Lahir di Kuningan, Jawa Barat, pada 4 Maret 1965, Mia Amiati dibesarkan dalam keluarga yang menanamkan nilai-nilai disiplin tinggi. Awalnya, cita-citanya adalah menjadi apoteker.
Namun, semesta menuntunnya meniti jalan lain dunia hukum, yang kelak menjadi ladangnya berjuang untuk keadilan.
Pendidikan pertamanya di Sastra Indonesia Universitas Padjadjaran membentuk dasar pemikiran kritis dan kemampuan komunikasi yang tajam.
Namun, panggilan hati membawanya kembali ke bangku kuliah untuk menekuni Ilmu Hukum di Universitas Islam Jakarta.

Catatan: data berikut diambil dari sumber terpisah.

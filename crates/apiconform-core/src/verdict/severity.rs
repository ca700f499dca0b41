//! Severity levels for conformance failures
//!
//! Severity directly determines the process exit code

use schemars::JsonSchema;
use serde::{Deserialize, Serialize};

/// Failure severity - maps directly to exit codes
#[derive(
    Debug, Clone, Copy, PartialEq, Eq, PartialOrd, Ord, Hash, Serialize, Deserialize, JsonSchema,
)]
#[serde(rename_all = "lowercase")]
pub enum Severity {
    /// Informational (exit 0)
    Info,
    /// Warning: document gap or slow response (exit 0, or 1 if strict)
    Warning,
    /// Error: contract or business assertion failed (exit 1)
    Error,
    /// Critical: timeout or connection failure (exit 2)
    Critical,
}

impl Severity {
    /// Convert severity to exit code
    #[must_use]
    pub const fn exit_code(self, strict: bool) -> i32 {
        match self {
            Self::Info => 0,
            Self::Warning if strict => 1,
            Self::Warning => 0,
            Self::Error => 1,
            Self::Critical => 2,
        }
    }

    /// Human-readable label
    #[must_use]
    pub const fn as_str(self) -> &'static str {
        match self {
            Self::Info => "info",
            Self::Warning => "warning",
            Self::Error => "error",
            Self::Critical => "critical",
        }
    }
}

impl std::fmt::Display for Severity {
    fn fmt(&self, f: &mut std::fmt::Formatter<'_>) -> std::fmt::Result {
        f.write_str(self.as_str())
    }
}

Gelar Magister dan Doktor pun diraihnya, dan prestasi akademiknya berpuncak ketika ia menyandang gelar Profesor Kehormatan dari Universitas Airlangga, Surabaya.
Karier Mia Amiati dimulai dari titik nol: staf tata usaha di Kejaksaan Agung tahun 1989. Perlahan namun pasti, ia menapaki setiap jenjang karier dengan dedikasi tinggi.
Sejumlah posisi strategis telah ia emban, termasuk Kajati Riau, Asisten Pengawasan Kejati Kepulauan Riau, hingga Direktur Pengamanan Pembangunan Strategis pada JAM Intel.
Puncak kariernya tiba pada Maret 2022 saat ia resmi menjabat sebagai Kajati Jawa Timur.
Di sini, Mia tak hanya menjadi pemimpin simbolik. Ia membawa perubahan nyata. Salah satu gebrakan luar biasa adalah peluncuran ribuan Rumah Restorative Justice (RJ) atau “Omah Rembug Adhyaksa” di 38 kabupaten/kota.
Bahkan, konsep ini menjalar hingga sekolah, kampus, dan kelurahan, menjadikan keadilan restoratif sebagai pendekatan utama dalam menyelesaikan perkara secara damai dan berkeadilan.
Kejati Jatim di bawah kepemimpinannya meraih penghargaan nasional sebagai Kejati Tipe A dengan implementasi RJ terbanyak.
Inovasi ini memperlihatkan sisi humanis Mia Amiati—bahwa keadilan tidak melulu tentang hukuman, tetapi juga tentang pemulihan dan harmoni sosial.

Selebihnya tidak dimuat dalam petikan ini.